You’ve probably heard the term “Declarations Page” before, but what is it?  The declarations page is an important piece of your home insurance Tampa FL puzzle.  It provides information regarding the dates your coverage in in force, how much (and what kind) of coverage you have, what your deductibles are, what endorsements are applicable to your policy, and how much your premium is.

The declarations page often starts with the policy type and effective dates.  The policy type (homeowners, condominium, dwelling fire, wind-only, etc.) lets you know what kind of policy you have.  The effective dates tell you what dates the policy is “in-force” or effective.

Next is normally the coverage section.  The coverage section tells you how much coverage could be available to you, in the event of a claim.  I use the term “could be” because ultimately you are only able to collect up the amount of your loss, minus any applicable deductible.

Home Insurance Tampa FL Coverages:

Coverage A – Dwelling – This is the amount of home insurance Tampa FL applicable to your home.  In a homeowners policy, think of this coverage as the amount that would be available to any physical damage to your home.

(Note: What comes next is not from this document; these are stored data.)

use std::fmt;

pub const DEFAULT_REGISTRY: &str = "docker.io";
const DEFAULT_TAG: &str = "latest";

/// A normalized image reference. Short names such as `centos:7` expand to
/// `docker.io/library/centos:7`; a reference carries a tag, a digest or both.
#[derive(Debug, Clone, PartialEq, Eq, Hash)]
pub struct ImageReference {
    pub registry: String,
    pub repository: String,
    pub tag: Option<String>,
    pub digest: Option<String>,
}

#[derive(Debug, Clone, PartialEq, Eq)]
pub enum ParseError {
    Empty,
    MissingRepository,
    InvalidDigest(String),
    InvalidFormat(String),
}

impl std::error::Error for ParseError {}
impl fmt::Display for ParseError {
    fn fmt(&self, f: &mut fmt::Formatter<'_>) -> fmt::Result {
        match self {
            ParseError::Empty => write!(f, "image reference is empty"),
            ParseError::MissingRepository => write!(f, "repository is missing"),
            ParseError::InvalidDigest(digest) => write!(f, "invalid digest: {}", digest),
            ParseError::InvalidFormat(image) => write!(f, "invalid image format: {}", image),
        }
    }
}

impl fmt::Display for ImageReference {
    fn fmt(&self, f: &mut fmt::Formatter<'_>) -> fmt::Result {
        write!(f, "{}/{}", self.registry, self.repository)?;
        if let Some(tag) = &self.tag {
            write!(f, ":{}", tag)?;
        }
        if let Some(digest) = &self.digest {
            write!(f, "@{}", digest)?;
        }
        Ok(())
    }
}

impl ImageReference {
    pub fn parse(s: &str) -> Result<Self, ParseError> {
        let s = s.trim();
        if s.is_empty() {
            return Err(ParseError::Empty);
        }
        if s.chars().any(|c| c.is_whitespace() || c.is_ascii_uppercase()) {
            return Err(ParseError::InvalidFormat(s.to_string()));
        }

        let (rest, digest) = match s.split_once('@') {
            Some((rest, digest)) => {
                validate_digest(digest)?;
                (rest, Some(digest.to_string()))
            }
            None => (s, None),
        };

        // a colon after the last slash separates the tag
        let last_slash = rest.rfind('/');
        let (name, tag) = match rest.rfind(':') {
            Some(pos) if last_slash.is_none_or(|slash| pos > slash) => {
                (&rest[..pos], Some(rest[pos + 1..].to_string()))
            }
            _ => (rest, None),
        };
        if tag.as_deref() == Some("") {
            return Err(ParseError::InvalidFormat(s.to_string()));
        }

        // the first component is a registry only if it looks like a host
        let (registry, repository) = match name.split_once('/') {
            Some((first, remainder))
                if first.contains('.') || first.contains(':') || first == "localhost" =>
            {
                (first.to_string(), remainder.to_string())
            }
            Some(_) => (DEFAULT_REGISTRY.to_string(), name.to_string()),
            None => (DEFAULT_REGISTRY.to_string(), format!("library/{}", name)),
        };

        if repository.is_empty() || repository.split('/').any(str::is_empty) {
            return Err(ParseError::MissingRepository);
        }

        let tag = match (tag, &digest) {
            (None, None) => Some(DEFAULT_TAG.to_string()),
            (tag, _) => tag,
        };

        Ok(Self {
            registry,
            repository,
            tag,
            digest,
        })
    }

    /// The tag or digest used to address the manifest, digest first.
    pub fn reference(&self) -> &str {
        self.digest
            .as_deref()
            .or(self.tag.as_deref())
            .unwrap_or(DEFAULT_TAG)
    }

    /// The same repository pinned to `digest`, dropping the tag.
    pub fn with_digest(&self, digest: &str) -> Self {
        Self {
            registry: self.registry.clone(),
            repository: self.repository.clone(),
            tag: None,
            digest: Some(digest.to_string()),
        }
    }
}

fn validate_digest(digest: &str) -> Result<(), ParseError> {
    let Some((algorithm, hex)) = digest.split_once(':') else {
        return Err(ParseError::InvalidDigest(digest.to_string()));
    };
    if algorithm.is_empty() || hex.len() < 32 || !hex.chars().all(|c| c.is_ascii_hexdigit()) {
        return Err(ParseError::InvalidDigest(digest.to_string()));
    }
    Ok(())
}

#[cfg(test)]
mod tests {
    use super::*;

    const DIGEST: &str = "sha256:3b1ed4b9a0b5e0a2a4b2b7d3d0a6d5c1e7f2a3b4c5d6e7f8a9b0c1d2e3f4a5b6";

    #[test]
    fn test_parse_short_name() {
        let r = ImageReference::parse("centos:7").unwrap();
        assert_eq!(r.registry, "docker.io");
        assert_eq!(r.repository, "library/centos");
        assert_eq!(r.tag.as_deref(), Some("7"));
        assert_eq!(r.to_string(), "docker.io/library/centos:7");
    }

    #[test]
    fn test_parse_defaults_to_latest() {
        let r = ImageReference::parse("myrepo/app").unwrap();
        assert_eq!(r.repository, "myrepo/app");
        assert_eq!(r.tag.as_deref(), Some("latest"));
    }

    #[test]
    fn test_parse_registry_with_port() {
        let r = ImageReference::parse("localhost:5000/ns/app:v1").unwrap();
        assert_eq!(r.registry, "localhost:5000");
        assert_eq!(r.repository, "ns/app");
        assert_eq!(r.tag.as_deref(), Some("v1"));
    }

    #[test]
    fn test_parse_digest() {
        let r = ImageReference::parse(&format!("quay.io/org/app@{}", DIGEST)).unwrap();
        assert_eq!(r.tag, None);
        assert_eq!(r.digest.as_deref(), Some(DIGEST));
        assert_eq!(r.reference(), DIGEST);
    }

    #[test]
    fn test_with_digest_drops_tag() {
        let r = ImageReference::parse("quay.io/org/app:v2").unwrap();
        assert_eq!(
            r.with_digest(DIGEST).to_string(),
            format!("quay.io/org/app@{}", DIGEST)
        );
    }

    #[test]
    fn test_docker_hub_short_name() {
        let r = ImageReference::parse("nginx").unwrap();
        assert_eq!(r.to_string(), "docker.io/library/nginx:latest");
    }

    #[test]
    fn test_parse_errors() {
        assert_eq!(ImageReference::parse(""), Err(ParseError::Empty));
        assert!(matches!(
            ImageReference::parse("app@sha256:zz"),
            Err(ParseError::InvalidDigest(_))
        ));
        assert!(matches!(
            ImageReference::parse("app:"),
            Err(ParseError::InvalidFormat(_))
        ));
        assert!(matches!(
            ImageReference::parse("Upper/Case"),
            Err(ParseError::InvalidFormat(_))
        ));
        assert_eq!(
            ImageReference::parse("quay.io/"),
            Err(ParseError::MissingRepository)
        );
    }
}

Coverage B – Other Structures – This coverage is applicable to any other structures on your property not physically attached to the main home, such as a detached garage, in-law suite, fence, etc.

Coverage C – Personal Property – This coverage is applicable to your personal property inside of the home.  If you turned your house upside down, anything that would fall out would be considered personal property.  This can include things such as furniture, jewelry, clothing, dishes, etc.

Coverage D – Loss of Use – This coverage would provide you funds should your home become inhabitable due to a covered loss.  If your home was destroyed by a fire, you’d probably need to be able to rent another home or stay in a hotel while the damage is repaired.  That’s where this coverage applies.

Coverage E – Liability – This important coverage provides protection for your liability as a result of home ownership.  As an example, it would protect you from suit, up to the coverage amount, should someone be injured due to your negligence.  So if someone comes over and slips and falls on wet spot on your kitchen floor, is injured, and decides to sue you, this coverage would then apply.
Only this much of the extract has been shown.